Assim como, geralmente as crianças esperam que as pessoas acreditem no que é verdade, podem esperar também que as pessoas devam fazer o que é certo.

Wellman e Miller (2008) apresentaram dados transculturais, sugerindo que esta não é uma trajetória universal de desenvolvimento. Muitos adultos acreditam que o que alguém quer fazer, e o que a pessoa é obrigada a fazer, geralmente coincidem. Na verdade, existem inúmeras situações em que é esperado que as pessoas façam o que deveriam fazer. Porque o guarda-redes apanha a bola com a mão? Porque a empregada traz a refeição e o cliente de paga? Porque o condutor pára no semáforo encarnado? Nestes casos, o pressuposto é que as pessoas tiveram uma razão para seguir as regras. Mas será que as crianças predizem essas acções consistentemente em diferentes culturas?

Wellman e Miller (2008) descrevem o exemplo da mulher que fica em casa para cuidar do seu marido doente. Enquanto os adultos na Índia concordam que a mulher quer ficar em casa para cuidar do seu marido, os adultos americanos estão menos inclinados a afirmar que a mulher fica em casa motivada pelo seu dever. Perguntamos então, com sentido pertinente: Como é que as crianças de diferentes meios socioeconómicos inferem o dever e o querer fazer?

Aqui, defendemos uma interpretação mais ampla da teoria da mente englobando concepções não apenas dos actores como seres individuais, com as suas crenças e desejos, mas também concepções de influências sociais sobre a acção e pensamento, em particular, as obrigações e os desejos. Em contraste, a discussão contemporânea sobre a teoria da mente tende a retratar as pessoas como agentes

autónomos, actores intencionais cujas acções são determinadas exclusivamente por escolhas individuais, desejos e crenças.

Influências deônticas argumentam que alguém pode, deve, ou não pode, não deve fazer, e por isso inclui concepções de obrigações e permissões que se relacionam com a natureza das expectativas normativas, e englobam o papel dos relacionamentos e contextos sociais.

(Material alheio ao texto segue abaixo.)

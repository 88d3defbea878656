use super::StorageStrategy;
use crate::models::UploadResult;
use crate::{Error, Result};
use async_trait::async_trait;
use aws_config::retry::RetryConfig;
use aws_config::BehaviorVersion;
use aws_sdk_s3::error::DisplayErrorContext;
use aws_sdk_s3::primitives::ByteStream;
use aws_sdk_s3::types::{BucketLocationConstraint, CreateBucketConfiguration};
use aws_sdk_s3::{config::Region, Client as S3Client};
use bytes::Bytes;
use std::fmt;
use tracing::{debug, info, warn};
use uuid::Uuid;

/// Every upload gets its own container named with this prefix and a fresh UUID.
pub const CONTAINER_PREFIX: &str = "uploadblob";

const DEFAULT_REGION: &str = "us-east-1";

/// Parsed `Key=Value;Key=Value` storage connection string.
#[derive(Clone, PartialEq, Eq)]
pub struct ConnectionString {
    pub account_name: String,
    pub account_key: String,
    pub endpoint: String,
    pub region: String,
}

impl ConnectionString {
    pub fn parse(input: &str) -> Result<Self> {
        let mut account_name = None;
        let mut account_key = None;
        let mut blob_endpoint = None;
        let mut protocol = None;
        let mut suffix = None;
        let mut region = None;

        for segment in input.split(';').map(str::trim).filter(|s| !s.is_empty()) {
            let (key, value) = segment.split_once('=').ok_or_else(|| {
                Error::Config(format!("Malformed connection string segment '{}'", segment))
            })?;
            let key = key.trim();
            let value = value.trim().to_string();
            if key.is_empty() {
                return Err(Error::Config(
                    "Connection string segment has an empty key".to_string(),
                ));
            }

            match key.to_ascii_lowercase().as_str() {
                "accountname" => account_name = Some(value),
                "accountkey" => account_key = Some(value),
                "blobendpoint" => blob_endpoint = Some(value),
                "defaultendpointsprotocol" => protocol = Some(value),
                "endpointsuffix" => suffix = Some(value),
                "region" => region = Some(value),
                _ => debug!("Ignoring connection string key '{}'", key),
            }
        }

        let account_name = account_name
            .filter(|v| !v.is_empty())
            .ok_or_else(|| Error::Config("AccountName missing".to_string()))?;
        let account_key = account_key
            .filter(|v| !v.is_empty())
            .ok_or_else(|| Error::Config("AccountKey missing".to_string()))?;

        let endpoint = match (blob_endpoint, protocol, suffix) {
            (Some(endpoint), _, _) => endpoint,
            (None, Some(protocol), Some(suffix)) => {
                format!("{}://{}.blob.{}", protocol, account_name, suffix)
            }
            _ => {
                return Err(Error::Config(
                    "BlobEndpoint or DefaultEndpointsProtocol with EndpointSuffix required"
                        .to_string(),
                ))
            }
        };
        if !(endpoint.starts_with("http://") || endpoint.starts_with("https://")) {
            return Err(Error::Config(format!(
                "Endpoint '{}' is not an http(s) URL",
                endpoint
            )));
        }

        Ok(Self {
            account_name,
            account_key,
            endpoint: endpoint.trim_end_matches('/').to_string(),
            region: region
                .filter(|v| !v.is_empty())
                .unwrap_or_else(|| DEFAULT_REGION.to_string()),
        })
    }
}

impl fmt::Debug for ConnectionString {
    fn fmt(&self, f: &mut fmt::Formatter<'_>) -> fmt::Result {
        f.debug_struct("ConnectionString")
            .field("account_name", &self.account_name)
            .field("account_key", &"<redacted>")
            .field("endpoint", &self.endpoint)
            .field("region", &self.region)
            .finish()
    }
}

/// Content to upload; a blob is written from exactly one of these.
pub enum BlobPayload {
    Buffer(Bytes),
    Stream(ByteStream),
}

impl BlobPayload {
    fn into_byte_stream(self) -> ByteStream {
        match self {
            Self::Buffer(bytes) => ByteStream::from(bytes),
            Self::Stream(stream) => stream,
        }
    }
}

/// S3-compatible blob storage backend.
///
/// Containers created per upload are left in place after the upload.
pub struct CloudBlobStore {
    connection_string: String,
}

impl CloudBlobStore {
    pub fn new(connection_string: impl Into<String>) -> Self {
        Self {
            connection_string: connection_string.into(),
        }
    }

    async fn connect(connection: &ConnectionString) -> S3Client {
        let credentials = aws_sdk_s3::config::Credentials::new(
            connection.account_name.clone(),
            connection.account_key.clone(),
            None,
            None,
            "storage-connection-string",
        );

        let sdk_config = aws_config::defaults(BehaviorVersion::latest())
            .credentials_provider(credentials)
            .region(Region::new(connection.region.clone()))
            .endpoint_url(connection.endpoint.clone())
            .retry_config(RetryConfig::disabled())
            .load()
            .await;

        let config = aws_sdk_s3::config::Builder::from(&sdk_config)
            .force_path_style(true)
            .build();

        S3Client::from_conf(config)
    }

    /// Store a payload, reporting a bare failure when the connection string is
    /// unusable or the backend rejects any step.
    pub async fn store_payload(&self, name: &str, payload: BlobPayload) -> UploadResult {
        let connection = match ConnectionString::parse(&self.connection_string) {
            Ok(connection) => connection,
            Err(e) => {
                warn!("Blob storage connection string rejected: {}", e);
                return UploadResult::failed(None);
            }
        };

        let client = Self::connect(&connection).await;

        match Self::upload(&client, &connection, name, payload).await {
            Ok(uri) => {
                info!("Uploaded {} to blob storage at {}", name, uri);
                UploadResult::succeeded(uri)
            }
            Err(e) => {
                warn!("Blob upload of {} failed: {}", name, e);
                UploadResult::failed(None)
            }
        }
    }

    async fn upload(
        client: &S3Client,
        connection: &ConnectionString,
        name: &str,
        payload: BlobPayload,
    ) -> Result<String> {
        let container = format!("{}{}", CONTAINER_PREFIX, Uuid::new_v4());

        let mut create = client.create_bucket().bucket(&container);
        if connection.region != DEFAULT_REGION {
            create = create.create_bucket_configuration(
                CreateBucketConfiguration::builder()
                    .location_constraint(BucketLocationConstraint::from(
                        connection.region.as_str(),
                    ))
                    .build(),
            );
        }
        create.send().await.map_err(|e| {
            Error::Storage(format!(
                "Failed to create container {}: {}",
                container,
                DisplayErrorContext(&e)
            ))
        })?;
        debug!("Created container {}", container);

        client
            .put_bucket_policy()
            .bucket(&container)
            .policy(public_read_policy(&container).to_string())
            .send()
            .await
            .map_err(|e| {
                Error::Storage(format!(
                    "Failed to set permissions on {}: {}",
                    container,
                    DisplayErrorContext(&e)
                ))
            })?;

        client
            .put_object()
            .bucket(&container)
            .key(name)
            .body(payload.into_byte_stream())
            .send()
            .await
            .map_err(|e| {
                Error::Storage(format!(
                    "Failed to upload blob {}: {}",
                    name,
                    DisplayErrorContext(&e)
                ))
            })?;

        blob_uri(&connection.endpoint, &container, name)
    }
}

/// Public URI of a blob. Each `/`-separated part of `name` is percent-encoded
/// as its own path segment.
fn blob_uri(endpoint: &str, container: &str, name: &str) -> Result<String> {
    let mut uri = reqwest::Url::parse(endpoint)
        .map_err(|e| Error::Storage(format!("Invalid blob endpoint {}: {}", endpoint, e)))?;
    uri.path_segments_mut()
        .map_err(|_| Error::Storage(format!("Blob endpoint {} cannot hold a path", endpoint)))?
        .pop_if_empty()
        .push(container)
        .extend(name.split('/'));
    Ok(uri.into())
}

/// Anonymous read access to objects, without bucket listing.
fn public_read_policy(container: &str) -> serde_json::Value {
    serde_json::json!({
        "Version": "2012-10-17",
        "Statement": [{
            "Sid": "PublicBlobRead",
            "Effect": "Allow",
            "Principal": "*",
            "Action": "s3:GetObject",
            "Resource": format!("arn:aws:s3:::{}/*", container),
        }]
    })
}

#[async_trait]
impl StorageStrategy for CloudBlobStore {
    fn name(&self) -> &'static str {
        "blob"
    }

    async fn store(&self, name: &str, content: Bytes) -> Result<UploadResult> {
        Ok(self.store_payload(name, BlobPayload::Buffer(content)).await)
    }
}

Particularmente incompreensível, supomos, é a insistência na tradicional construção de crença-desejo para retratar um comportamento como uma mera escolha livre, com pouca atenção dada à medida em que o comportamento está situado num contexto psico-social e pode ser realizado em resposta a regras sociais, obrigações, deveres e responsabilidades que devem, inevitavelmente, também ser consideradas. Da mesma forma, as pessoas tendem a ser conceptualizadas exclusivamente como, agentes autónomos individuais, ignorando que são igualmente agentes sociais, cuja identidade psicológica é baseada na sociedade.

Na verdade, nenhum dos 176 estudos incluídos na meta-análise da teoria da mente conduzida por Wellman, Cross, e Watson (2001) foi além da consideração de crenças e desejos dos actores individuais para incluir um foco também sobre as obrigações.